China’s live-streaming boom has driven job seekers to grab their share of the pie, prompting a surge of live-host applications leading up to this year’s Singles’ Day online shopping bonanza.
As the pandemic forced a nation-wide lockdown and the closure of shopping malls, Chinese brands have adopted live streaming as a new major marketing channel to push sales.
E-commerce streamers and retail companies have been gearing up for the world’s largest shopping extravaganza since June, and their efforts paid off – Alibaba said late Wednesday orders on its e-commerce platforms totalled 498.2 billion yuan (US$75 billion), with sales exceeding 372.3 billion yuan (US$56.3 billion) from the first 30 minutes of the event, plus a three-day presale period.
Sales garnered from this year’s extended shopping period topped last year’s, where Alibaba sold 268.4 billion yuan ($40.5 billion) worth of goods during a 24-hour period.
The event’s success can be attributed to lockdown-weary consumers looking for an opportunity to treat themselves, and buying has been made easier with aggressive livestreamers touting products with straightforward price cuts.
In just the first half of this year, more than 10 million e-commerce live-streaming sessions have been hosted by more than 400,000 self-broadcasters, putting 20 million products on virtual shelves, according to a report released by Chinese recruiting app Boss Zhipin on Monday.
With a relatively low barrier to entry, job seekers for e-commerce live-stream hosts is expected to increase by 110.7% over the same period last year, the report added.

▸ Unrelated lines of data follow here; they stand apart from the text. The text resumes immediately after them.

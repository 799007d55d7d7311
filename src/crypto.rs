//! Cryptography operations
//!
//! Digests for client data and signature checks against native public key
//! handles. Key handles are `openssl` `PKey` values and are released on drop.

use log::debug;
use openssl::hash::MessageDigest;
use openssl::pkey::{Id, PKeyRef, Public};
use openssl::rsa::Padding;
use openssl::sign::{RsaPssSaltlen, Verifier};
use sha2::{Digest, Sha256, Sha384, Sha512};

use crate::cose::{HashAlgorithm, KeyType, RsaPadding, SignatureAlgorithm};
use crate::errors::{Result, WebAuthnError};

/// Hash `data` with the given algorithm
#[must_use]
pub fn digest(algorithm: HashAlgorithm, data: &[u8]) -> Vec<u8> {
    match algorithm {
        HashAlgorithm::Sha256 => Sha256::digest(data).to_vec(),
        HashAlgorithm::Sha384 => Sha384::digest(data).to_vec(),
        HashAlgorithm::Sha512 => Sha512::digest(data).to_vec(),
    }
}

/// Hash data using SHA-256
#[must_use]
pub fn sha256(data: &[u8]) -> Vec<u8> {
    digest(HashAlgorithm::Sha256, data)
}

fn message_digest(algorithm: HashAlgorithm) -> MessageDigest {
    match algorithm {
        HashAlgorithm::Sha256 => MessageDigest::sha256(),
        HashAlgorithm::Sha384 => MessageDigest::sha384(),
        HashAlgorithm::Sha512 => MessageDigest::sha512(),
    }
}

fn key_type_of(key: &PKeyRef<Public>) -> Option<KeyType> {
    match key.id() {
        Id::EC => Some(KeyType::Ec2),
        Id::RSA => Some(KeyType::Rsa),
        Id::ED25519 => Some(KeyType::Okp),
        _ => None,
    }
}

/// Verify `signature` over `data`
///
/// ECDSA signatures are expected as DER `ECDSA-Sig-Value`. RSA uses PKCS#1 v1.5
/// or PSS (salt length equal to the digest length) as the algorithm dictates.
/// A signature the provider cannot parse is reported as `Ok(false)`.
///
/// # Errors
/// Returns `Protocol` if the key cannot produce `algorithm` signatures, `Crypto`
/// if the provider fails to set up verification
pub fn verify_signature(
    key: &PKeyRef<Public>,
    algorithm: SignatureAlgorithm,
    data: &[u8],
    signature: &[u8],
) -> Result<bool> {
    if key_type_of(key) != Some(algorithm.key_type()) {
        return Err(WebAuthnError::protocol(format!(
            "algorithm {algorithm} does not match the {:?} key",
            key.id()
        )));
    }

    let Some(hash) = algorithm.hash() else {
        let mut verifier = Verifier::new_without_digest(key)?;
        return Ok(verifier.verify_oneshot(signature, data).unwrap_or(false));
    };

    let md = message_digest(hash);
    let mut verifier = Verifier::new(md, key)?;
    if algorithm.rsa_padding() == Some(RsaPadding::Pss) {
        verifier.set_rsa_padding(Padding::PKCS1_PSS)?;
        verifier.set_rsa_pss_saltlen(RsaPssSaltlen::DIGEST_LENGTH)?;
        verifier.set_rsa_mgf1_md(md)?;
    }
    verifier.update(data)?;

    match verifier.verify(signature) {
        Ok(valid) => Ok(valid),
        Err(e) => {
            debug!("Signature rejected by provider: {e}");
            Ok(false)
        }
    }
}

However, as the industry nears a saturation point due to increased competition from large numbers of hosts, many who dreamt of striking it rich now find themselves struggling to attract viewers or even earn a decent income.
The income of live-streamers is extremely polarized, according to the report. While top-tier hosts such as Li Jiaqi and Viya could garner more than 200 million yuan (US$30 million) and 30 million yuan (US$4.5 million) in a year respectively, the average streamer makes only 10,636 yuan (US$1,605) each month, according to the report.

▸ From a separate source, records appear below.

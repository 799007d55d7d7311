// Centralized logging for ceremony outcomes
use log::{info, warn};

use crate::errors::WebAuthnError;
use crate::webauthn::CredentialId;

pub struct LoggingHelper;

impl LoggingHelper {
    /// Log a rejected ceremony with the error kind for diagnostics
    pub fn log_rejection(ceremony: &str, error: &WebAuthnError) {
        warn!("❌ {} rejected [{}]: {}", ceremony, error.kind(), error);
    }

    /// Log a verified registration
    pub fn log_registration_verified(credential_id: &CredentialId, format: &str) {
        info!("✅ Registered credential {} (attestation: {})", credential_id, format);
    }

    /// Log that an unattested credential was accepted without statement verification
    pub fn log_unattested_accepted(credential_id: &CredentialId) {
        info!(
            "⏭️  Credential {} is unattested, skipping attestation verification",
            credential_id
        );
    }

    /// Log a verified authentication
    pub fn log_authentication_verified(credential_id: &CredentialId, sign_count: u32) {
        info!("✅ Authenticated credential {} (sign count: {})", credential_id, sign_count);
    }
}
//! COSE_Key decoding and signature verification
//!
//! Keys are decoded in two passes over the same map: the first locates the key
//! type (label `1`) and algorithm (label `3`), the second interprets the
//! type-specific parameters. Map order therefore does not matter.

use std::fmt;

use log::debug;
use openssl::bn::BigNum;
use openssl::ec::{EcGroup, EcKey};
use openssl::nid::Nid;
use openssl::pkey::{Id, PKey, Public};
use openssl::rsa::Rsa;

use super::algorithm::{EllipticCurve, KeyType, SignatureAlgorithm};
use crate::cbor::{CborReader, MajorType};
use crate::crypto;
use crate::errors::{Result, WebAuthnError};

const LABEL_KTY: i64 = 1;
const LABEL_ALG: i64 = 3;
const LABEL_CRV_OR_N: i64 = -1;
const LABEL_X_OR_E: i64 = -2;
const LABEL_Y: i64 = -3;

/// Map key of a COSE_Key entry
#[derive(Debug, Clone, Copy, PartialEq, Eq)]
enum Label<'a> {
    Int(i64),
    Text(&'a str),
}

fn read_label<'a>(reader: CborReader<'a>) -> Result<(Label<'a>, CborReader<'a>)> {
    match reader.major_type()? {
        MajorType::UnsignedInteger | MajorType::NegativeInteger => {
            let (label, next) = reader.read_integer()?;
            Ok((Label::Int(label), next))
        }
        MajorType::TextString => {
            let (label, next) = reader.read_text_string()?;
            Ok((Label::Text(label), next))
        }
        other => Err(WebAuthnError::malformed(format!(
            "COSE key label must be an integer or text, found {other}"
        ))),
    }
}

/// Walk every entry of the map at `reader`
///
/// `visit` receives the label and a reader at the value, and returns the reader
/// positioned after the value. Returns the reader after the whole map.
fn for_each_entry<'a, F>(reader: CborReader<'a>, mut visit: F) -> Result<CborReader<'a>>
where
    F: FnMut(Label<'a>, CborReader<'a>) -> Result<CborReader<'a>>,
{
    let (count, mut cursor) = reader.read_map_start()?;
    let mut read = 0;
    while !cursor.at_collection_end(count, read) {
        let (label, value) = read_label(cursor)?;
        cursor = visit(label, value)?;
        read += 1;
    }
    cursor.end_collection(count)
}

/// Type-specific public key parameters
#[derive(Debug, Clone, PartialEq, Eq)]
pub enum CoseKeyParameters {
    Ec2 {
        curve: EllipticCurve,
        x: Vec<u8>,
        y: Vec<u8>,
    },
    Rsa {
        modulus: Vec<u8>,
        exponent: Vec<u8>,
    },
    Okp {
        curve: EllipticCurve,
        x: Vec<u8>,
    },
}

impl CoseKeyParameters {
    #[must_use]
    pub fn key_type(&self) -> KeyType {
        match self {
            Self::Ec2 { .. } => KeyType::Ec2,
            Self::Rsa { .. } => KeyType::Rsa,
            Self::Okp { .. } => KeyType::Okp,
        }
    }
}

/// Public key decoded from a COSE_Key map
///
/// Holds a native verification key handle that is released when the value is
/// dropped.
#[derive(Clone)]
pub struct CosePublicKey {
    algorithm: SignatureAlgorithm,
    parameters: CoseKeyParameters,
    encoded: Vec<u8>,
    handle: PKey<Public>,
}

impl CosePublicKey {
    /// Decode the COSE_Key map at `reader`
    ///
    /// Returns the key and a reader positioned after the map.
    ///
    /// # Errors
    /// - `MalformedCoseKey` if label `1` or `3` is missing, a type-specific
    ///   parameter is missing, or the parameters do not form a valid key
    /// - `UnsupportedAlgorithm` for unknown algorithm identifiers
    /// - CBOR decoding errors for structurally invalid input
    pub fn decode(reader: CborReader<'_>) -> Result<(Self, CborReader<'_>)> {
        // Pass 1: key type and algorithm
        let mut kty = None;
        let mut alg = None;
        let end = for_each_entry(reader, |label, value| match label {
            Label::Int(LABEL_KTY) => {
                let (v, next) = value.read_integer()?;
                kty = Some(v);
                Ok(next)
            }
            Label::Int(LABEL_ALG) => {
                let (v, next) = value.read_integer()?;
                alg = Some(v);
                Ok(next)
            }
            _ => value.skip(),
        })?;

        let kty = kty.ok_or_else(|| {
            WebAuthnError::MalformedCoseKey("missing key type (label 1)".to_string())
        })?;
        let alg = alg.ok_or_else(|| {
            WebAuthnError::MalformedCoseKey("missing algorithm (label 3)".to_string())
        })?;
        let key_type = KeyType::try_from(kty)?;
        let algorithm = SignatureAlgorithm::try_from(alg)?;
        if algorithm.key_type() != key_type {
            return Err(WebAuthnError::MalformedCoseKey(format!(
                "algorithm {algorithm} cannot be used with key type {kty}"
            )));
        }

        // Pass 2: type-specific parameters
        let parameters = Self::decode_parameters(reader, key_type)?;
        let handle = native_key(&parameters)?;
        let encoded = reader.consumed_until(&end).to_vec();
        debug!("Decoded COSE {key_type:?} key with algorithm {algorithm}");

        Ok((
            Self {
                algorithm,
                parameters,
                encoded,
                handle,
            },
            end,
        ))
    }

    /// Decode a buffer holding exactly one COSE_Key
    ///
    /// # Errors
    /// As [`CosePublicKey::decode`], plus `MalformedItem` for trailing bytes
    pub fn from_cose(bytes: &[u8]) -> Result<Self> {
        let (key, rest) = Self::decode(CborReader::new(bytes))?;
        if rest.can_read() {
            return Err(WebAuthnError::malformed(format!(
                "{} trailing bytes after COSE key",
                rest.remaining_len()
            )));
        }
        Ok(key)
    }

    fn decode_parameters(reader: CborReader<'_>, key_type: KeyType) -> Result<CoseKeyParameters> {
        let mut curve = None;
        let mut first: Option<&[u8]> = None;
        let mut second: Option<&[u8]> = None;
        let mut third: Option<&[u8]> = None;

        for_each_entry(reader, |label, value| match (key_type, label) {
            (KeyType::Ec2 | KeyType::Okp, Label::Int(LABEL_CRV_OR_N)) => {
                let (v, next) = value.read_integer()?;
                curve = Some(v);
                Ok(next)
            }
            (KeyType::Rsa, Label::Int(LABEL_CRV_OR_N)) => {
                let (v, next) = value.read_byte_string()?;
                first = Some(v);
                Ok(next)
            }
            (_, Label::Int(LABEL_X_OR_E)) => {
                let (v, next) = value.read_byte_string()?;
                second = Some(v);
                Ok(next)
            }
            (KeyType::Ec2, Label::Int(LABEL_Y)) => {
                let (v, next) = value.read_byte_string()?;
                third = Some(v);
                Ok(next)
            }
            _ => value.skip(),
        })?;

        let missing = |what: &str| WebAuthnError::MalformedCoseKey(format!("missing {what}"));
        match key_type {
            KeyType::Ec2 => {
                let curve =
                    EllipticCurve::try_from(curve.ok_or_else(|| missing("curve (label -1)"))?)?;
                let x = second.ok_or_else(|| missing("x coordinate (label -2)"))?;
                let y = third.ok_or_else(|| missing("y coordinate (label -3)"))?;
                if curve == EllipticCurve::Ed25519 {
                    return Err(WebAuthnError::MalformedCoseKey(
                        "Ed25519 is not an EC2 curve".to_string(),
                    ));
                }
                let expected = curve.coordinate_len();
                if x.len() != expected || y.len() != expected {
                    return Err(WebAuthnError::MalformedCoseKey(format!(
                        "{curve:?} coordinates must be {expected} bytes"
                    )));
                }
                Ok(CoseKeyParameters::Ec2 {
                    curve,
                    x: x.to_vec(),
                    y: y.to_vec(),
                })
            }
            KeyType::Rsa => Ok(CoseKeyParameters::Rsa {
                modulus: first.ok_or_else(|| missing("modulus (label -1)"))?.to_vec(),
                exponent: second.ok_or_else(|| missing("exponent (label -2)"))?.to_vec(),
            }),
            KeyType::Okp => {
                let curve =
                    EllipticCurve::try_from(curve.ok_or_else(|| missing("curve (label -1)"))?)?;
                if curve != EllipticCurve::Ed25519 {
                    return Err(WebAuthnError::MalformedCoseKey(format!(
                        "{curve:?} is not an OKP curve"
                    )));
                }
                let x = second.ok_or_else(|| missing("public key (label -2)"))?;
                Ok(CoseKeyParameters::Okp {
                    curve,
                    x: x.to_vec(),
                })
            }
        }
    }

    #[must_use]
    pub fn algorithm(&self) -> SignatureAlgorithm {
        self.algorithm
    }

    #[must_use]
    pub fn key_type(&self) -> KeyType {
        self.parameters.key_type()
    }

    #[must_use]
    pub fn parameters(&self) -> &CoseKeyParameters {
        &self.parameters
    }

    /// The COSE_Key bytes this key was decoded from
    #[must_use]
    pub fn as_cose(&self) -> &[u8] {
        &self.encoded
    }

    /// SEC1 uncompressed point `0x04 || X || Y` of an EC2 key
    #[must_use]
    pub fn uncompressed_point(&self) -> Option<Vec<u8>> {
        match &self.parameters {
            CoseKeyParameters::Ec2 { x, y, .. } => {
                let mut point = Vec::with_capacity(1 + x.len() + y.len());
                point.push(0x04);
                point.extend_from_slice(x);
                point.extend_from_slice(y);
                Some(point)
            }
            _ => None,
        }
    }

    /// Check `signature` over `data` with this key's algorithm
    ///
    /// EC2 signatures must be DER encoded; RSA uses PKCS#1 v1.5 for `RS*` and PSS
    /// for `PS*`.
    ///
    /// # Errors
    /// Returns `Crypto` if the provider cannot set up verification
    pub fn verify_signature(&self, data: &[u8], signature: &[u8]) -> Result<bool> {
        crypto::verify_signature(&self.handle, self.algorithm, data, signature)
    }
}

impl PartialEq for CosePublicKey {
    fn eq(&self, other: &Self) -> bool {
        self.algorithm == other.algorithm && self.parameters == other.parameters
    }
}

impl Eq for CosePublicKey {}

impl fmt::Debug for CosePublicKey {
    fn fmt(&self, f: &mut fmt::Formatter<'_>) -> fmt::Result {
        f.debug_struct("CosePublicKey")
            .field("algorithm", &self.algorithm)
            .field("parameters", &self.parameters)
            .finish_non_exhaustive()
    }
}

fn native_key(parameters: &CoseKeyParameters) -> Result<PKey<Public>> {
    match parameters {
        CoseKeyParameters::Ec2 { curve, x, y } => {
            let nid = match curve {
                EllipticCurve::P256 => Nid::X9_62_PRIME256V1,
                EllipticCurve::P384 => Nid::SECP384R1,
                EllipticCurve::P521 => Nid::SECP521R1,
                EllipticCurve::Ed25519 => {
                    return Err(WebAuthnError::MalformedCoseKey(
                        "Ed25519 is not an EC2 curve".to_string(),
                    ))
                }
            };
            let group = EcGroup::from_curve_name(nid)?;
            let x = BigNum::from_slice(x)?;
            let y = BigNum::from_slice(y)?;
            let key = EcKey::from_public_key_affine_coordinates(&group, &x, &y).map_err(|e| {
                WebAuthnError::MalformedCoseKey(format!("invalid {curve:?} point: {e}"))
            })?;
            Ok(PKey::from_ec_key(key)?)
        }
        CoseKeyParameters::Rsa { modulus, exponent } => {
            let key = Rsa::from_public_components(
                BigNum::from_slice(modulus)?,
                BigNum::from_slice(exponent)?,
            )
            .map_err(|e| WebAuthnError::MalformedCoseKey(format!("invalid RSA key: {e}")))?;
            Ok(PKey::from_rsa(key)?)
        }
        CoseKeyParameters::Okp { x, .. } => PKey::public_key_from_raw_bytes(x, Id::ED25519)
            .map_err(|e| WebAuthnError::MalformedCoseKey(format!("invalid Ed25519 key: {e}"))),
    }
}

Research data shows that 47.6% of live-streamers have less than 10,000 followers, while 9.5% of streamers have more than 100,000 fans. Nearly 90% of virtual footfall is dominated by the likes of Li Jiaqi, otherwise known as “The Lipstick King”, who has 40 million fans on DouYin, China’s version of TikTok.

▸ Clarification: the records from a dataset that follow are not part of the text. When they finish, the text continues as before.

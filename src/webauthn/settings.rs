//! Relying party settings
//!
//! Settings are read from TOML with `basic-toml`. Missing keys take their
//! defaults, and `RP_ID` / `RP_ORIGIN` environment variables override the file.

use std::fs;
use std::path::Path;

use log::debug;
use serde::{Deserialize, Serialize};

use super::attestation::{FORMAT_FIDO_U2F, FORMAT_NONE, FORMAT_PACKED};
use crate::crypto;
use crate::errors::{Result, WebAuthnError};

/// Relying party verification policy
#[derive(Debug, Clone, PartialEq, Eq, Serialize, Deserialize)]
#[serde(default)]
pub struct RelyingPartySettings {
    /// Relying Party ID (usually the domain)
    pub rp_id: String,
    /// Relying Party origin (e.g., <https://example.com>)
    pub rp_origin: String,
    /// Reject responses without the UV flag
    pub require_user_verification: bool,
    /// Accept `none` attestation at registration without verifying a statement
    pub allow_unattested: bool,
    /// Attestation formats accepted at registration
    pub accepted_formats: Vec<String>,
}

impl Default for RelyingPartySettings {
    fn default() -> Self {
        Self {
            rp_id: "localhost".to_string(),
            rp_origin: "https://localhost".to_string(),
            require_user_verification: false,
            allow_unattested: true,
            accepted_formats: [FORMAT_NONE, FORMAT_FIDO_U2F, FORMAT_PACKED]
                .iter()
                .map(ToString::to_string)
                .collect(),
        }
    }
}

impl RelyingPartySettings {
    /// Parse settings from TOML text
    ///
    /// # Errors
    /// Returns `Configuration` if the TOML is invalid or fails [`Self::validate`]
    pub fn from_toml_str(toml: &str) -> Result<Self> {
        let settings: Self = basic_toml::from_str(toml)
            .map_err(|e| WebAuthnError::Configuration(format!("invalid settings TOML: {e}")))?;
        settings.validate()?;
        Ok(settings)
    }

    /// Load settings from a TOML file, then apply environment overrides
    ///
    /// # Errors
    /// Returns `Configuration` if the file cannot be read or the settings are invalid
    pub fn load(path: impl AsRef<Path>) -> Result<Self> {
        Self::load_with(path, |name| std::env::var(name).ok())
    }

    /// [`Self::load`] with overrides taken from `lookup` instead of the process environment
    ///
    /// # Errors
    /// Returns `Configuration` if the file cannot be read or the settings are invalid
    pub fn load_with(
        path: impl AsRef<Path>,
        lookup: impl Fn(&str) -> Option<String>,
    ) -> Result<Self> {
        let path = path.as_ref();
        let toml = fs::read_to_string(path).map_err(|e| {
            WebAuthnError::Configuration(format!("cannot read {}: {e}", path.display()))
        })?;
        let mut settings: Self = basic_toml::from_str(&toml)
            .map_err(|e| WebAuthnError::Configuration(format!("invalid settings TOML: {e}")))?;
        settings.apply_env_overrides(lookup);
        settings.validate()?;
        debug!("Loaded relying party settings from {}", path.display());
        Ok(settings)
    }

    /// Override `rp_id` and `rp_origin` from `RP_ID` and `RP_ORIGIN`
    pub fn apply_env_overrides(&mut self, lookup: impl Fn(&str) -> Option<String>) {
        if let Some(rp_id) = lookup("RP_ID") {
            self.rp_id = rp_id;
        }
        if let Some(rp_origin) = lookup("RP_ORIGIN") {
            self.rp_origin = rp_origin;
        }
    }

    /// Check the settings are usable
    ///
    /// # Errors
    /// Returns `Configuration` for an empty RP ID, a non-HTTPS origin other than
    /// localhost, or an unknown attestation format
    pub fn validate(&self) -> Result<()> {
        if self.rp_id.trim().is_empty() {
            return Err(WebAuthnError::Configuration(
                "rp_id must not be empty".to_string(),
            ));
        }

        if !self.rp_origin.starts_with("https://") && !is_localhost_origin(&self.rp_origin) {
            return Err(WebAuthnError::Configuration(format!(
                "rp_origin must use https, got {}",
                self.rp_origin
            )));
        }

        if let Some(format) = self
            .accepted_formats
            .iter()
            .find(|f| ![FORMAT_NONE, FORMAT_FIDO_U2F, FORMAT_PACKED].contains(&f.as_str()))
        {
            return Err(WebAuthnError::Configuration(format!(
                "unknown attestation format '{format}'"
            )));
        }

        Ok(())
    }

    /// SHA-256 of the RP ID, as carried in authenticator data
    #[must_use]
    pub fn rp_id_hash(&self) -> Vec<u8> {
        crypto::sha256(self.rp_id.as_bytes())
    }

    #[must_use]
    pub fn accepts_format(&self, format: &str) -> bool {
        self.accepted_formats.iter().any(|f| f == format)
    }
}

/// `http://localhost` with an optional numeric port
fn is_localhost_origin(origin: &str) -> bool {
    match origin.strip_prefix("http://localhost") {
        Some("") => true,
        Some(rest) => rest
            .strip_prefix(':')
            .is_some_and(|port| !port.is_empty() && port.bytes().all(|b| b.is_ascii_digit())),
        None => false,
    }
}
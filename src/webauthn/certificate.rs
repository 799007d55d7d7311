//! Attestation certificates
//!
//! Only the structural checks needed by attestation verification are done here:
//! the leaf certificate's public key, its Basic Constraints `CA` flag and the
//! FIDO AAGUID extension. Chain-of-trust evaluation is left to the caller.

use log::debug;
use openssl::pkey::{PKey, Public};
use openssl::x509::X509;
use uuid::Uuid;
use x509_parser::certificate::X509Certificate;
use x509_parser::prelude::FromDer;

use crate::cose::SignatureAlgorithm;
use crate::crypto;
use crate::errors::{Result, WebAuthnError};

/// `id-fido-gen-ce-aaguid`
pub const OID_FIDO_GEN_CE_AAGUID: &str = "1.3.6.1.4.1.45724.1.1.4";

/// DER header of the extension value: OCTET STRING of 16 bytes
const AAGUID_EXTENSION_PREFIX: [u8; 2] = [0x04, 0x10];

/// Leaf certificate of an attestation statement
pub struct AttestationCertificate {
    public_key: PKey<Public>,
    ca: Option<bool>,
    aaguid_extension: Option<Vec<u8>>,
}

impl AttestationCertificate {
    /// Parse a DER encoded X.509 certificate
    ///
    /// # Errors
    /// Returns `InvalidAttestation` if the certificate or its extensions cannot
    /// be parsed
    pub fn from_der(der: &[u8]) -> Result<Self> {
        let public_key = X509::from_der(der)
            .and_then(|cert| cert.public_key())
            .map_err(|e| {
                WebAuthnError::attestation(format!("failed to parse attestation certificate: {e}"))
            })?;

        let (_, cert) = X509Certificate::from_der(der).map_err(|e| {
            WebAuthnError::attestation(format!("failed to parse attestation certificate: {e}"))
        })?;
        let ca = cert
            .basic_constraints()
            .map_err(|e| WebAuthnError::attestation(format!("invalid basic constraints: {e}")))?
            .map(|ext| ext.value.ca);
        let aaguid_extension = cert
            .extensions()
            .iter()
            .find(|ext| ext.oid.to_id_string() == OID_FIDO_GEN_CE_AAGUID)
            .map(|ext| ext.value.to_vec());

        debug!(
            "Parsed attestation certificate (CA: {ca:?}, AAGUID extension: {})",
            aaguid_extension.is_some()
        );
        Ok(Self {
            public_key,
            ca,
            aaguid_extension,
        })
    }

    /// Basic Constraints `CA` flag, `None` when the extension is absent
    #[must_use]
    pub fn is_ca(&self) -> Option<bool> {
        self.ca
    }

    /// AAGUID carried by the `id-fido-gen-ce-aaguid` extension, if present
    ///
    /// # Errors
    /// Returns `InvalidAttestation` if the extension is not a 16-byte OCTET STRING
    pub fn aaguid(&self) -> Result<Option<Uuid>> {
        let Some(value) = self.aaguid_extension.as_deref() else {
            return Ok(None);
        };
        match value.strip_prefix(&AAGUID_EXTENSION_PREFIX[..]) {
            Some(aaguid) if aaguid.len() == 16 => {
                Uuid::from_slice(aaguid)
                    .map(Some)
                    .map_err(|e| {
                        WebAuthnError::attestation(format!("invalid AAGUID extension: {e}"))
                    })
            }
            _ => Err(WebAuthnError::attestation(
                "AAGUID extension is not a 16-byte octet string",
            )),
        }
    }

    /// Check `signature` over `data` with the certificate's public key
    ///
    /// # Errors
    /// Returns `Protocol` if the key cannot produce `algorithm` signatures
    pub fn verify_signature(
        &self,
        algorithm: SignatureAlgorithm,
        data: &[u8],
        signature: &[u8],
    ) -> Result<bool> {
        crypto::verify_signature(&self.public_key, algorithm, data, signature)
    }
}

Live-streaming commerce is the fastest-growing internet application in China this year, with 309 million users in June, accounting for about a third of the country’s 904 million internet users, according to a report released last month by government-affiliated China Netcasting Services Association (CNSA). It’s also projected to be a US$70 billion industry in China by 2021.
The rapid user growth of live-streaming and short video services in the first quarter prompted China’s Ministry of Human Resources and Social Security to recognize e-commerce streamers as an official profession, grouping them under “internet marketing specialists”.